Virginia is a 1941 American drama film directed by Edward H. Griffith and starring Madeleine Carroll, Fred MacMurray, Sterling Hayden (onscreen debut), Helen Broderick and Marie Wilson.

Plot
The film opens at the train station of the fictional Fairville, Virginia, as an African-American man named "Carburetor" is playing the guitar and singing. Jackson "Stoney" Elliott and his daughter, "Pretty", watch the arrival of a train that has brought Charlotte "Charlie" Dunterry to town.

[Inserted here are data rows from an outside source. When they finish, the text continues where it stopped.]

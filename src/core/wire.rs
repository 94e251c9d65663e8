//! # Encodable Values
//!
//! The closed set of types that can appear in an event field:
//! `bool`, `i8`..`u64`, `f32`, `f64`, `String`, integer-backed enums declared
//! with [`wire_enum!`](crate::wire_enum), and `Vec<T>` of any of these
//! (including nested vectors).
//!
//! Every member implements three traits:
//! - [`Encode`] writes the value through a [`Serializer`] and reports its exact size
//! - [`Decode`] reads it back through a [`Deserializer`]
//! - [`Describe`] produces the [`TypeDesc`] the schema validator checks

use crate::core::codec::{Deserializer, Serializer, LENGTH_PREFIX_SIZE};
use crate::error::Result;
use crate::protocol::schema::TypeDesc;

/// A value that can be written to the wire.
pub trait Encode {
    /// Write the value at the serializer's cursor.
    fn encode(&self, se: &mut Serializer<'_>) -> Result<()>;

    /// Exact number of bytes `encode` will write.
    fn encoded_len(&self) -> usize;
}

/// A value that can be read from the wire.
pub trait Decode: Sized {
    /// Read the value at the deserializer's cursor.
    fn decode(de: &mut Deserializer<'_>) -> Result<Self>;
}

/// A type with a schema description.
pub trait Describe {
    /// Describe the type for schema validation.
    fn describe() -> TypeDesc;
}

macro_rules! scalar_wire {
    ($ty:ty, $ser:ident, $de:ident, $desc:ident) => {
        impl Encode for $ty {
            #[inline]
            fn encode(&self, se: &mut Serializer<'_>) -> Result<()> {
                se.$ser(*self)
            }

            #[inline]
            fn encoded_len(&self) -> usize {
                std::mem::size_of::<$ty>()
            }
        }

        impl Decode for $ty {
            #[inline]
            fn decode(de: &mut Deserializer<'_>) -> Result<Self> {
                de.$de()
            }
        }

        impl Describe for $ty {
            fn describe() -> TypeDesc {
                TypeDesc::$desc
            }
        }
    };
}

scalar_wire!(bool, serialize_bool, deserialize_bool, Bool);
scalar_wire!(i8, serialize_i8, deserialize_i8, I8);
scalar_wire!(u8, serialize_u8, deserialize_u8, U8);
scalar_wire!(i16, serialize_i16, deserialize_i16, I16);
scalar_wire!(u16, serialize_u16, deserialize_u16, U16);
scalar_wire!(i32, serialize_i32, deserialize_i32, I32);
scalar_wire!(u32, serialize_u32, deserialize_u32, U32);
scalar_wire!(i64, serialize_i64, deserialize_i64, I64);
scalar_wire!(u64, serialize_u64, deserialize_u64, U64);
scalar_wire!(f32, serialize_f32, deserialize_f32, F32);
scalar_wire!(f64, serialize_f64, deserialize_f64, F64);

impl Encode for str {
    fn encode(&self, se: &mut Serializer<'_>) -> Result<()> {
        se.serialize_string(self)
    }

    fn encoded_len(&self) -> usize {
        LENGTH_PREFIX_SIZE + self.len()
    }
}

impl Encode for String {
    fn encode(&self, se: &mut Serializer<'_>) -> Result<()> {
        se.serialize_string(self)
    }

    fn encoded_len(&self) -> usize {
        LENGTH_PREFIX_SIZE + self.len()
    }
}

impl Decode for String {
    fn decode(de: &mut Deserializer<'_>) -> Result<Self> {
        de.deserialize_string()
    }
}

impl Describe for String {
    fn describe() -> TypeDesc {
        TypeDesc::String
    }
}

impl<T: Encode> Encode for [T] {
    fn encode(&self, se: &mut Serializer<'_>) -> Result<()> {
        se.serialize_array(self, |se, _, value| value.encode(se))
    }

    fn encoded_len(&self) -> usize {
        LENGTH_PREFIX_SIZE + self.iter().map(T::encoded_len).sum::<usize>()
    }
}

impl<T: Encode> Encode for Vec<T> {
    fn encode(&self, se: &mut Serializer<'_>) -> Result<()> {
        self.as_slice().encode(se)
    }

    fn encoded_len(&self) -> usize {
        self.as_slice().encoded_len()
    }
}

impl<T: Decode> Decode for Vec<T> {
    fn decode(de: &mut Deserializer<'_>) -> Result<Self> {
        de.deserialize_array(|de, _| T::decode(de))
    }
}

impl<T: Describe> Describe for Vec<T> {
    fn describe() -> TypeDesc {
        TypeDesc::array(T::describe())
    }
}

/// Declare a fieldless enum backed by an integer type that can be used as an
/// event field.
///
/// The enum travels as its underlying integer. Decoding a value that matches no
/// variant fails with [`ProtocolError::InvalidEnumValue`](crate::error::ProtocolError::InvalidEnumValue).
///
/// ```rust
/// eventwire::wire_enum! {
///     pub enum KickReason: u8 {
///         None = 0,
///         Cheating = 1,
///         Idle = 2,
///     }
/// }
///
/// assert_eq!(KickReason::Idle as u8, 2);
/// ```
#[macro_export]
macro_rules! wire_enum {
    (
        $(#[$meta:meta])*
        $vis:vis enum $name:ident : $repr:ident {
            $( $(#[$vmeta:meta])* $variant:ident = $value:expr ),+ $(,)?
        }
    ) => {
        $(#[$meta])*
        #[derive(Debug, Clone, Copy, PartialEq, Eq, Hash)]
        #[repr($repr)]
        $vis enum $name {
            $( $(#[$vmeta])* $variant = $value, )+
        }

        impl $crate::core::wire::Encode for $name {
            #[inline]
            fn encode(
                &self,
                se: &mut $crate::core::codec::Serializer<'_>,
            ) -> $crate::error::Result<()> {
                $crate::core::wire::Encode::encode(&(*self as $repr), se)
            }

            #[inline]
            fn encoded_len(&self) -> usize {
                ::std::mem::size_of::<$repr>()
            }
        }

        impl $crate::core::wire::Decode for $name {
            fn decode(
                de: &mut $crate::core::codec::Deserializer<'_>,
            ) -> $crate::error::Result<Self> {
                let raw = <$repr as $crate::core::wire::Decode>::decode(de)?;
                $(
                    if raw == $name::$variant as $repr {
                        return Ok($name::$variant);
                    }
                )+
                Err($crate::error::ProtocolError::InvalidEnumValue {
                    name: stringify!($name),
                    value: raw as i128,
                })
            }
        }

        impl $crate::core::wire::Describe for $name {
            fn describe() -> $crate::protocol::schema::TypeDesc {
                $crate::protocol::schema::TypeDesc::enumeration(
                    stringify!($name),
                    <$repr as $crate::core::wire::Describe>::describe(),
                )
            }
        }
    };
}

Charlie was born in Dunterry but has lived in New York where she worked in show business. She has returned to Fairville to sell the Dunterry estate where she was born and which she has inherited. Stoney and Charlie realize that they were childhood friends as he drives her out to the property.

Stoney is married but estranged from his wife who lives in Europe. He lives with his daughter and his cousin, "Miss Theo", in a modest home near the Dunterry property.

Charlie discovers that the 150-year-old family home, a large Colonial house designed by Thomas Jefferson, is in poor condition. Aunt Ophelia, an African-American servant who was present when Charlie was born, welcomes her back to the family home and takes her on a tour of the estate.

Norman Williams is a wealthy carpet bagger who has purchased the adjacent Elliott estate that was formerly owned by Stoney's family. Williams begins to court Charlie.

Electing to remain in Virginia and restore the Dunterry estate to its former stature, Charlie develops feelings for Stoney, but his marital situation causes him to resist. A frustrated Charlie accepts a marriage proposal from Norman, who then hides from her the knowledge that Stoney's wife is dead. Only on their wedding day does Norman's conscience persuade him to tell Charlie the truth, allowing her to follow her heart.

Cast
 Madeleine Carroll as Charlotte "Charlie" Dunterry
 Fred MacMurray as Stonewall "Stoney" Elliott
 Sterling Hayden as Norman Williams
 Helen Broderick as Theo Clairmont
 Carolyn Lee as Pretty Elliott 
 Marie Wilson as Connie Potter
 Paul Hurst as Thomas
 Tom Rutherford as Carter Francis
 Leigh Whipper as Ezechial
 Louise Beavers as Ophelia
 Darby Jones as Joseph

Production
Virginia was a Paramount Pictures production. Edward H. Griffith directed and produced the film and is also co-credited with the story. Virginia Van Upp wrote the screenplay and is also co-credited with the story. Bert Glennon and William V. Skall were the directors of photography. Hans Dreier and Ernst Fegté provided the production design, and Eda Warren was the film's editor.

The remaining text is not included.